I suspect there is also a resistor in series with feeding the emitter. The emitter voltage will stay relatively constant and the current coming in and out of the emitter, shows up in the collector, so there will be voltage gain based on the ratio between collector resistor and emitter resistance.  Driving the emitter is a low impedance common-base gain stage.

Alternately driving the base, is a high input impedance (common-emitter) gain stage. Voltage gain will be ratio of collector resistor  and resistor from emitter to ground (actually 1+ that ratio).

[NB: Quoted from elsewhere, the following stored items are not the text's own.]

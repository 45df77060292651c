//! record.json data structures

use crate::actions::OutputMode;
use serde::{Deserialize, Serialize};

/// Root structure for record.json
#[derive(Debug, Clone, Default, Serialize, Deserialize)]
pub struct RecordJson {
    pub node: Vec<NodeRecord>,
}

impl RecordJson {
    pub fn new() -> Self {
        Self::default()
    }

    pub fn to_json(&self) -> serde_json::Result<String> {
        serde_json::to_string_pretty(self)
    }
}

/// One process, with its command line fully resolved
#[derive(Debug, Clone, PartialEq, Serialize, Deserialize)]
pub struct NodeRecord {
    pub executable: String,
    pub package: Option<String>,
    pub name: Option<String>,
    pub namespace: Option<String>,
    pub exec_name: Option<String>,
    #[serde(default, skip_serializing_if = "Option::is_none")]
    pub args: Option<Vec<String>>,
    pub cmd: Vec<String>,
    pub output: Option<OutputMode>,
    pub emulate_tty: bool,
}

Note, there will be a polarity inversion between driving the base and driving the emitter but that may not be a big concern in systems for back ground music and announcements.

JR
 
If the transistor doesn't have neither the base nor the emitter tied directly to any potential, changing the voltage on the emitter will change the voltage on the base, which is tied to a  bias voltage with some resistance, so the potential at the base will change then the current on the base changes and you have your signal. Still common base configuration but with the base actually flying in relation with the common reference voltage.

JS
 
dspruill said:
Thanks, John.  looking at the circuit there is no resistor in series going to the emitter. It is directly connected. Have to hook it up and try it out.

The mic will have a resistive source impedance so it might rely upon that,

JR
 
> How does inputting to the emitter create a low z input?

"Common-Base Amplifier"

There's reasons why this is not the best idea. But you can connect mikes as indicated in the wiring diagram, and when the preacher speaks, the loudspeakers speak. What more could you ask?

Note that while it IS a fairly low impedance, it is not balanced. (If the preacher were a long way from the mixer, Bogen would sell you transformers to kill the hum on the cable.)